WERDEN DIE TOTEN WIEDER LEBEN?
Die Lehre der Bibel über den wahren Zustand der Toten bewirkt, daß man sich vor den Toten nicht mehr fürchtet und sich ihretwegen auch keine Sorgen mehr macht. Zu wissen, daß sie nicht leiden, trägt dazu bei, daß man Gottes Liebe und Gottes Gerechtigkeit noch viel mehr wertschätzt. Doch mag man sich immer noch fragen: Welche Hoffnung besteht für die Toten, wenn der Mensch stirbt und lediglich ins Grab kommt? Die Bibel offenbart eine wunderbare Hoffnung, die Hoffnung, daß die Toten wieder leben werden.
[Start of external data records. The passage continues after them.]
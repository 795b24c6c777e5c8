fn main() {
    // Link args only exist when esp-idf-sys is in the graph.
    if std::env::var("CARGO_CFG_TARGET_OS").as_deref() == Ok("espidf") {
        embuild::espidf::sysenv::output();
    }
}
Als Jesus Christus auf Erden war, bewies er, daß er die Macht über den Tod besaß, indem er Tote wieder ins Leben zurückrief. (Luk. 7:11-16; Joh. 11:39-44) Auf diese Weise gab er den Menschen einen Vorgeschmack von dem, was er in großem Maße in Gottes neuem System der Dinge tun wird. Die Menschen haben die beglückende Aussicht, daß dann die Hölle oder das allgemeine Grab der Menschheit von den Toten, die bis dahin darin geschlafen haben, geleert werden wird. (Offb. 20:13) Einige Tote werden wie Jesus Christus als Geistgeschöpfe zu himmlischer Herrlichkeit auferweckt werden. (Röm. 6:5) Die meisten Toten werden jedoch auferweckt werden, um in einem wiederhergestellten irdischen Paradies zu leben. — Apg. 24:15; Luk. 23:43.
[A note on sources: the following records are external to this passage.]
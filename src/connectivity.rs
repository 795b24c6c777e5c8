//! Network link and MQTT session management.
//!
//! Both connections are small state machines stepped from blocking retry
//! loops. There is no backoff and no attempt limit: an unattended node keeps
//! trying at a fixed cadence until the link comes back.

use core::net::Ipv4Addr;

use embedded_hal::delay::DelayNs;
use log::{info, warn};

/// Delay between polls while joining the wireless network.
pub const WIFI_RETRY_DELAY_MS: u32 = 500;
/// Delay between MQTT session attempts.
pub const MQTT_RETRY_DELAY_MS: u32 = 1000;
/// Polls without an association before the join request is repeated.
const REJOIN_AFTER_POLLS: u32 = 20;
/// MQTT over TLS.
pub const MQTTS_PORT: u16 = 8883;

#[derive(Debug, Clone, Copy, PartialEq, Eq)]
pub enum LinkState {
    Disconnected,
    Connecting,
    Connected,
}

#[derive(Debug, Clone, Copy)]
pub struct WifiCredentials {
    pub ssid: &'static str,
    pub password: &'static str,
}

/// PEM encoded material for mutual TLS.
#[derive(Debug, Clone, Copy)]
pub struct TlsCredentials {
    pub ca_cert: &'static str,
    pub client_cert: &'static str,
    pub private_key: &'static str,
}

#[derive(Debug, Clone, Copy)]
pub struct BrokerConfig {
    pub endpoint: &'static str,
    pub port: u16,
    pub client_id: &'static str,
    pub tls: TlsCredentials,
}

/// Station-mode wireless interface.
pub trait WifiLink {
    /// Starts joining the network. Does not wait for the association.
    fn begin(&mut self, credentials: &WifiCredentials) -> anyhow::Result<()>;
    fn is_connected(&mut self) -> bool;
    fn local_ip(&mut self) -> Option<Ipv4Addr>;
}

/// TLS secured MQTT client.
pub trait MqttSession {
    /// Installs broker endpoint and credentials. Called once, before `connect`.
    fn configure(&mut self, broker: &BrokerConfig) -> anyhow::Result<()>;
    /// Opens the session; `Ok` means the broker accepted it.
    fn connect(&mut self) -> anyhow::Result<()>;
    fn is_connected(&mut self) -> bool;
    /// Keep-alive and inbound pump. Must run every loop iteration.
    fn poll(&mut self);
    fn publish(&mut self, topic: &str, payload: &[u8]) -> anyhow::Result<()>;
}

pub struct Connectivity<W, M> {
    wifi: W,
    mqtt: M,
    credentials: WifiCredentials,
    broker: BrokerConfig,
    wifi_state: LinkState,
    mqtt_state: LinkState,
    configured: bool,
}

impl<W: WifiLink, M: MqttSession> Connectivity<W, M> {
    pub fn new(wifi: W, mqtt: M, credentials: WifiCredentials, broker: BrokerConfig) -> Self {
        Self {
            wifi,
            mqtt,
            credentials,
            broker,
            wifi_state: LinkState::Disconnected,
            mqtt_state: LinkState::Disconnected,
            configured: false,
        }
    }

    pub fn wifi_state(&self) -> LinkState {
        self.wifi_state
    }

    pub fn mqtt_state(&self) -> LinkState {
        self.mqtt_state
    }

    #[cfg(test)]
    pub(crate) fn is_ready(&self) -> bool {
        self.wifi_state == LinkState::Connected && self.mqtt_state == LinkState::Connected
    }

    pub(crate) fn session_mut(&mut self) -> &mut M {
        &mut self.mqtt
    }

    #[cfg(test)]
    pub(crate) fn wifi_mut(&mut self) -> &mut W {
        &mut self.wifi
    }

    /// Joins the network, then opens the MQTT session. Only returns once both
    /// are up.
    pub fn connect<D: DelayNs>(&mut self, delay: &mut D) {
        self.join_wifi(delay);
        info!("Connecting to MQTT broker {}:{}...", self.broker.endpoint, self.broker.port);
        self.open_session(delay);
        info!("MQTT broker connected!");
    }

    /// Services the session and repairs whichever connection dropped. Does
    /// nothing else when both are up.
    pub fn ensure_connected<D: DelayNs>(&mut self, delay: &mut D) {
        self.mqtt.poll();

        if !self.wifi.is_connected() {
            warn!("WiFi connection lost. Rejoining...");
            self.wifi_state = LinkState::Disconnected;
            self.mqtt_state = LinkState::Disconnected;
            self.join_wifi(delay);
        }

        if self.mqtt.is_connected() {
            // A short link outage can leave the session itself intact
            self.mqtt_state = LinkState::Connected;
        } else {
            warn!("MQTT disconnected. Reconnecting...");
            self.mqtt_state = LinkState::Disconnected;
            self.open_session(delay);
            info!("Reconnected!");
        }
    }

    fn step_wifi(&mut self) -> LinkState {
        match self.wifi_state {
            LinkState::Disconnected => {
                if let Err(e) = self.wifi.begin(&self.credentials) {
                    warn!("WiFi join request failed: {:#}", e);
                    return LinkState::Disconnected;
                }
                if self.wifi.is_connected() {
                    LinkState::Connected
                } else {
                    LinkState::Connecting
                }
            }
            LinkState::Connecting | LinkState::Connected => {
                if self.wifi.is_connected() {
                    LinkState::Connected
                } else {
                    LinkState::Connecting
                }
            }
        }
    }

    fn join_wifi<D: DelayNs>(&mut self, delay: &mut D) {
        info!("Connecting to Wi-Fi {}", self.credentials.ssid);
        let mut waited = 0u32;
        loop {
            self.wifi_state = self.step_wifi();
            if self.wifi_state == LinkState::Connected {
                break;
            }
            waited += 1;
            if waited % REJOIN_AFTER_POLLS == 0 {
                // The driver gives up on a failed association; ask again
                info!("Still waiting for Wi-Fi ({} polls), re-sending join request", waited);
                self.wifi_state = LinkState::Disconnected;
            }
            delay.delay_ms(WIFI_RETRY_DELAY_MS);
        }

        match self.wifi.local_ip() {
            Some(ip) => info!("WiFi Connected! IP Address: {}", ip),
            None => info!("WiFi Connected!"),
        }
    }

    fn try_open_session(&mut self) -> anyhow::Result<()> {
        if !self.configured {
            self.mqtt.configure(&self.broker)?;
            self.configured = true;
        }
        self.mqtt.connect()
    }

    fn open_session<D: DelayNs>(&mut self, delay: &mut D) {
        let mut attempt = 0u32;
        loop {
            attempt += 1;
            self.mqtt_state = LinkState::Connecting;
            match self.try_open_session() {
                Ok(()) => {
                    self.mqtt_state = LinkState::Connected;
                    return;
                }
                Err(e) => {
                    self.mqtt_state = LinkState::Disconnected;
                    warn!("MQTT connect attempt {} failed: {:#}", attempt, e);
                    delay.delay_ms(MQTT_RETRY_DELAY_MS);
                }
            }
        }
    }
}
In Gottes neuem System werden die Auferstandenen nie mehr sterben müssen, sofern sie die gerechten Gesetze Gottes halten. (Jes. 25:8) Diese großartige Vorkehrung zum Segen der Menschheit ist bestimmt für uns Grund genug, noch mehr über Jehova und über seinen Sohn Jesus Christus kennenlernen zu wollen. Das mag zu ewigem Leben und zu ewigen Segnungen führen.